Workflow#

t-SNE is unsupervised and mainly used for dimensionality reduction for visualization. The workflow can be divided into key stages:


1. Data Preprocessing#

  1. Standardize / normalize features

    • t-SNE is sensitive to scale.

    • Common: z-score normalization (mean 0, variance 1).

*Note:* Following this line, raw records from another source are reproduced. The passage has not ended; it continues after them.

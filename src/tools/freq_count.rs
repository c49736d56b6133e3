//! Code unit frequency counting for a block of data.
//!
//! Builds a table of 65536 u32 counters holding the frequency of each code
//! unit in the block given to the freqs function.
//!
//! NOTE: This will use multi-threading when the data is over 64k in length.

use rayon::prelude::*;

use crate::ALPHABET_SIZE;

/// Returns a frequency count of the input data.
pub fn freqs(data: &[u16]) -> Vec<u32> {
    if data.len() > 64_000 {
        // 16k is pretty much the sweet spot for chunk size.
        data.par_chunks(16_000)
            .fold(
                || vec![0_u32; ALPHABET_SIZE],
                |mut freqs, chunk| {
                    chunk.iter().for_each(|&el| freqs[el as usize] += 1);
                    freqs
                },
            )
            .reduce(
                || vec![0_u32; ALPHABET_SIZE],
                |mut acc, f| {
                    acc.iter_mut().zip(&f).for_each(|(a, b)| *a += b);
                    acc
                },
            )
    } else {
        let mut freqs = vec![0_u32; ALPHABET_SIZE];
        data.iter().for_each(|&el| freqs[el as usize] += 1);
        freqs
    }
}

#[cfg(test)]
mod test {
    use super::freqs;

    #[test]
    fn counts_small_block() {
        let data: Vec<u16> = "abracadabra".encode_utf16().collect();
        let f = freqs(&data);
        assert_eq!(f['a' as usize], 5);
        assert_eq!(f['b' as usize], 2);
        assert_eq!(f['r' as usize], 2);
        assert_eq!(f['c' as usize], 1);
        assert_eq!(f['d' as usize], 1);
        assert_eq!(f.iter().map(|&c| c as usize).sum::<usize>(), data.len());
    }
}
//! Global settings and system maintenance handlers

use std::collections::HashMap;

use axum::{extract::State, http::StatusCode, Json};
use chrono::{Duration, Utc};

use crate::db;

use super::{AppError, AppState};

const DEFAULT_RETENTION_DAYS: i64 = 30;

/// GET /api/settings
pub async fn get_global_settings(
    State(state): State<AppState>,
) -> Result<Json<HashMap<String, String>>, AppError> {
    let settings = db::get_all_settings(&state.pool).await?;
    Ok(Json(settings))
}

/// POST/PATCH /api/settings - upsert the posted key/value pairs
pub async fn update_global_settings(
    State(state): State<AppState>,
    Json(req): Json<HashMap<String, String>>,
) -> Result<StatusCode, AppError> {
    for (key, value) in &req {
        db::update_setting(&state.pool, key, value).await?;
    }
    Ok(StatusCode::NO_CONTENT)
}

/// POST /api/system/cleanup - drop errors past the retention window
pub async fn run_cleanup(
    State(state): State<AppState>,
) -> Result<Json<serde_json::Value>, AppError> {
    let retention_days = db::get_setting(&state.pool, "retention_days")
        .await?
        .parse()
        .unwrap_or(DEFAULT_RETENTION_DAYS);

    let cutoff = Utc::now() - Duration::days(retention_days);
    let deleted = db::delete_errors_before(&state.pool, cutoff).await?;
    tracing::info!(
        "System cleanup: deleted {} old errors (older than {} days)",
        deleted,
        retention_days
    );

    Ok(Json(serde_json::json!({
        "deleted": deleted,
        "days": retention_days,
    })))
}

#[cfg(test)]
mod tests {
    use super::*;
    use crate::db::test_pool;
    use crate::db::{create_project, insert_error};
    use crate::domain::ErrorEvent;
    use axum::routing::{get, post};
    use axum::{body::Body, http::Request, Router};
    use tower::ServiceExt;

    #[tokio::test]
    async fn test_settings_update_and_get() {
        let pool = test_pool().await;
        let state = AppState::new(pool, crate::config::Config::default());
        let app = Router::new()
            .route("/settings", get(get_global_settings).post(update_global_settings))
            .with_state(state);

        let response = app
            .clone()
            .oneshot(
                Request::builder()
                    .method("POST")
                    .uri("/settings")
                    .header("content-type", "application/json")
                    .body(Body::from(r#"{"slack_webhook":"https://hooks.example/a"}"#))
                    .unwrap(),
            )
            .await
            .unwrap();
        assert_eq!(response.status(), StatusCode::NO_CONTENT);

        let response = app
            .oneshot(Request::builder().uri("/settings").body(Body::empty()).unwrap())
            .await
            .unwrap();
        let bytes = axum::body::to_bytes(response.into_body(), usize::MAX)
            .await
            .unwrap();
        let json: serde_json::Value = serde_json::from_slice(&bytes).unwrap();
        assert_eq!(json["slack_webhook"], "https://hooks.example/a");
    }

    #[tokio::test]
    async fn test_cleanup_removes_only_old_errors() {
        let pool = test_pool().await;
        let state = AppState::new(pool, crate::config::Config::default());
        let project = create_project(&state.pool, "p").await.unwrap();

        let mut old = ErrorEvent::new(&project.id, "old");
        old.created_at = Utc::now() - Duration::days(90);
        insert_error(&state.pool, &old).await.unwrap();

        let fresh = ErrorEvent::new(&project.id, "fresh");
        insert_error(&state.pool, &fresh).await.unwrap();

        let app = Router::new()
            .route("/system/cleanup", post(run_cleanup))
            .with_state(state.clone());

        let response = app
            .oneshot(
                Request::builder()
                    .method("POST")
                    .uri("/system/cleanup")
                    .body(Body::empty())
                    .unwrap(),
            )
            .await
            .unwrap();

        assert_eq!(response.status(), StatusCode::OK);
        let bytes = axum::body::to_bytes(response.into_body(), usize::MAX)
            .await
            .unwrap();
        let json: serde_json::Value = serde_json::from_slice(&bytes).unwrap();
        assert_eq!(json["deleted"], 1);

        let (_, total) = db::get_errors(&state.pool, &project.id, 50, 0, None)
            .await
            .unwrap();
        assert_eq!(total, 1);
    }
}
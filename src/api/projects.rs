//! Project management handlers

use axum::{
    extract::{Path, State},
    http::StatusCode,
    Json,
};
use serde::{Deserialize, Serialize};

use crate::db;
use crate::domain::{Project, ProjectSettings, SecurityPolicy};

use super::{AppError, AppState};

/// GET /api/projects
pub async fn list_projects(State(state): State<AppState>) -> Result<Json<Vec<Project>>, AppError> {
    let projects = db::list_projects(&state.pool).await?;
    Ok(Json(projects))
}

#[derive(Debug, Deserialize)]
pub struct CreateProjectRequest {
    #[serde(default)]
    pub name: String,
}

/// POST /api/projects
pub async fn create_project(
    State(state): State<AppState>,
    Json(req): Json<CreateProjectRequest>,
) -> Result<(StatusCode, Json<Project>), AppError> {
    if req.name.is_empty() {
        return Err(AppError::BadRequest("Project name is required".to_string()));
    }

    let project = db::create_project(&state.pool, &req.name).await?;
    Ok((StatusCode::CREATED, Json(project)))
}

/// GET /api/projects/:project_id
pub async fn get_project(
    State(state): State<AppState>,
    Path(project_id): Path<String>,
) -> Result<Json<Project>, AppError> {
    let project = db::get_project(&state.pool, &project_id)
        .await?
        .ok_or_else(|| AppError::NotFound("Project not found".to_string()))?;
    Ok(Json(project))
}

/// DELETE /api/projects/:project_id - cascades to owned rows
pub async fn delete_project(
    State(state): State<AppState>,
    Path(project_id): Path<String>,
) -> Result<StatusCode, AppError> {
    if !db::delete_project(&state.pool, &project_id).await? {
        return Err(AppError::NotFound("Project not found".to_string()));
    }
    Ok(StatusCode::NO_CONTENT)
}

#[derive(Debug, Deserialize)]
pub struct UpdateQuotaRequest {
    pub quota: i64,
}

/// PATCH /api/projects/:project_id/quota
pub async fn update_quota(
    State(state): State<AppState>,
    Path(project_id): Path<String>,
    Json(req): Json<UpdateQuotaRequest>,
) -> Result<StatusCode, AppError> {
    if req.quota < 0 {
        return Err(AppError::BadRequest("Quota must be non-negative".to_string()));
    }

    db::update_project_quota(&state.pool, &project_id, req.quota).await?;
    Ok(StatusCode::NO_CONTENT)
}

/// GET /api/projects/:project_id/settings
pub async fn get_settings(
    State(state): State<AppState>,
    Path(project_id): Path<String>,
) -> Result<Json<ProjectSettings>, AppError> {
    let settings = db::get_project_settings(&state.pool, &project_id).await?;
    Ok(Json(settings))
}

#[derive(Debug, Deserialize)]
pub struct UpdateSettingsRequest {
    pub name: Option<String>,
    pub notification_enabled: Option<bool>,
    pub notification_levels: Option<String>,
    pub notification_frequency: Option<String>,
    pub notification_email: Option<String>,
    pub notification_webhook_url: Option<String>,
    pub notification_rate_limit: Option<i64>,
}

#[derive(Debug, Serialize)]
pub struct SettingsResponse {
    pub project: Project,
    pub settings: ProjectSettings,
}

/// PUT/PATCH /api/projects/:project_id/settings
pub async fn update_settings(
    State(state): State<AppState>,
    Path(project_id): Path<String>,
    Json(req): Json<UpdateSettingsRequest>,
) -> Result<Json<SettingsResponse>, AppError> {
    if let Some(name) = req.name.as_deref().filter(|n| !n.is_empty()) {
        db::update_project_name(&state.pool, &project_id, name).await?;
    }

    let mut settings = db::get_project_settings(&state.pool, &project_id).await?;
    if let Some(enabled) = req.notification_enabled {
        settings.notification_enabled = enabled;
    }
    if let Some(levels) = req.notification_levels.filter(|l| !l.is_empty()) {
        settings.notification_levels = levels;
    }
    if let Some(frequency) = req.notification_frequency.filter(|f| !f.is_empty()) {
        settings.notification_frequency = frequency;
    }
    if let Some(email) = req.notification_email {
        settings.notification_email = email;
    }
    if let Some(webhook) = req.notification_webhook_url {
        settings.notification_webhook_url = webhook;
    }
    if let Some(rate_limit) = req.notification_rate_limit {
        settings.notification_rate_limit = rate_limit;
    }
    settings.project_id = project_id.clone();

    db::update_project_settings(&state.pool, &settings).await?;

    let project = db::get_project(&state.pool, &project_id)
        .await?
        .ok_or_else(|| AppError::NotFound("Project not found".to_string()))?;

    Ok(Json(SettingsResponse { project, settings }))
}

#[derive(Debug, Serialize)]
pub struct RotateKeyResponse {
    pub api_key: String,
}

/// POST /api/projects/:project_id/rotate-key
pub async fn rotate_key(
    State(state): State<AppState>,
    Path(project_id): Path<String>,
) -> Result<Json<RotateKeyResponse>, AppError> {
    let api_key = db::rotate_api_key(&state.pool, &project_id)
        .await?
        .ok_or_else(|| AppError::NotFound("Project not found".to_string()))?;
    Ok(Json(RotateKeyResponse { api_key }))
}

/// GET /api/projects/:project_id/key-history
pub async fn key_history(
    State(state): State<AppState>,
    Path(project_id): Path<String>,
) -> Result<Json<Vec<crate::domain::ApiKeyHistory>>, AppError> {
    let history = db::get_api_key_history(&state.pool, &project_id).await?;
    Ok(Json(history))
}

/// GET /api/projects/:project_id/security-policies
pub async fn get_security_policies(
    State(state): State<AppState>,
    Path(project_id): Path<String>,
) -> Result<Json<SecurityPolicy>, AppError> {
    let policy = db::get_security_policy(&state.pool, &project_id).await?;
    Ok(Json(policy))
}

#[derive(Debug, Deserialize)]
pub struct UpdatePolicyRequest {
    #[serde(default)]
    pub ip_whitelist: String,
    #[serde(default)]
    pub allowed_domains: String,
    #[serde(default)]
    pub enforced: bool,
}

/// POST /api/projects/:project_id/security-policies
pub async fn update_security_policies(
    State(state): State<AppState>,
    Path(project_id): Path<String>,
    Json(req): Json<UpdatePolicyRequest>,
) -> Result<StatusCode, AppError> {
    let policy = SecurityPolicy {
        project_id,
        ip_whitelist: req.ip_whitelist,
        allowed_domains: req.allowed_domains,
        enforced: req.enforced,
    };
    db::update_security_policy(&state.pool, &policy).await?;
    Ok(StatusCode::NO_CONTENT)
}

#[cfg(test)]
mod tests {
    use super::*;
    use crate::db::test_pool;
    use axum::routing::{get, patch, post};
    use axum::{body::Body, http::Request, Router};
    use tower::ServiceExt;

    fn router(state: AppState) -> Router {
        Router::new()
            .route("/projects", get(list_projects).post(create_project))
            .route(
                "/projects/:project_id",
                get(get_project).delete(delete_project),
            )
            .route("/projects/:project_id/quota", patch(update_quota))
            .route("/projects/:project_id/rotate-key", post(rotate_key))
            .with_state(state)
    }

    #[tokio::test]
    async fn test_create_requires_name() {
        let pool = test_pool().await;
        let state = AppState::new(pool, crate::config::Config::default());
        let app = router(state);

        let response = app
            .oneshot(
                Request::builder()
                    .method("POST")
                    .uri("/projects")
                    .header("content-type", "application/json")
                    .body(Body::from("{}"))
                    .unwrap(),
            )
            .await
            .unwrap();

        assert_eq!(response.status(), StatusCode::BAD_REQUEST);
    }

    #[tokio::test]
    async fn test_create_and_delete_project() {
        let pool = test_pool().await;
        let state = AppState::new(pool, crate::config::Config::default());
        let app = router(state.clone());

        let response = app
            .clone()
            .oneshot(
                Request::builder()
                    .method("POST")
                    .uri("/projects")
                    .header("content-type", "application/json")
                    .body(Body::from(r#"{"name":"Checkout"}"#))
                    .unwrap(),
            )
            .await
            .unwrap();
        assert_eq!(response.status(), StatusCode::CREATED);

        let bytes = axum::body::to_bytes(response.into_body(), usize::MAX)
            .await
            .unwrap();
        let created: serde_json::Value = serde_json::from_slice(&bytes).unwrap();
        let id = created["id"].as_str().unwrap();

        let response = app
            .clone()
            .oneshot(
                Request::builder()
                    .method("DELETE")
                    .uri(format!("/projects/{}", id))
                    .body(Body::empty())
                    .unwrap(),
            )
            .await
            .unwrap();
        assert_eq!(response.status(), StatusCode::NO_CONTENT);

        let response = app
            .oneshot(
                Request::builder()
                    .uri(format!("/projects/{}", id))
                    .body(Body::empty())
                    .unwrap(),
            )
            .await
            .unwrap();
        assert_eq!(response.status(), StatusCode::NOT_FOUND);
    }

    #[tokio::test]
    async fn test_quota_update_rejects_negative() {
        let pool = test_pool().await;
        let state = AppState::new(pool, crate::config::Config::default());
        let project = db::create_project(&state.pool, "p").await.unwrap();
        let app = router(state.clone());

        let response = app
            .clone()
            .oneshot(
                Request::builder()
                    .method("PATCH")
                    .uri(format!("/projects/{}/quota", project.id))
                    .header("content-type", "application/json")
                    .body(Body::from(r#"{"quota":-5}"#))
                    .unwrap(),
            )
            .await
            .unwrap();
        assert_eq!(response.status(), StatusCode::BAD_REQUEST);

        let response = app
            .oneshot(
                Request::builder()
                    .method("PATCH")
                    .uri(format!("/projects/{}/quota", project.id))
                    .header("content-type", "application/json")
                    .body(Body::from(r#"{"quota":500}"#))
                    .unwrap(),
            )
            .await
            .unwrap();
        assert_eq!(response.status(), StatusCode::NO_CONTENT);

        let fetched = db::get_project(&state.pool, &project.id)
            .await
            .unwrap()
            .unwrap();
        assert_eq!(fetched.max_events_per_month, 500);
    }
}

  2. Optional PCA preprocessing

    • Reduce dimensionality to 30–50 components first.

    • Advantages:

      • Reduces noise

      • Speeds up t-SNE

      • Helps avoid local minima


2. Compute Pairwise Similarities in High-Dimensional Space#

  1. For each point \(x_i\), compute conditional probabilities \(p_{j|i}\) representing similarity to other points:

\[ p_{j|i} = \frac{\exp(-\|x_i - x_j\|^2 / 2\sigma_i^2)}{\sum_{k \neq i} \exp(-\|x_i - x_k\|^2 / 2\sigma_i^2)} \]
  1. Symmetrize the probabilities:

\[ p_{ij} = \frac{p_{i|j} + p_{j|i}}{2n} \]
  1. Perplexity parameter determines \(\sigma_i\) (effective neighborhood size).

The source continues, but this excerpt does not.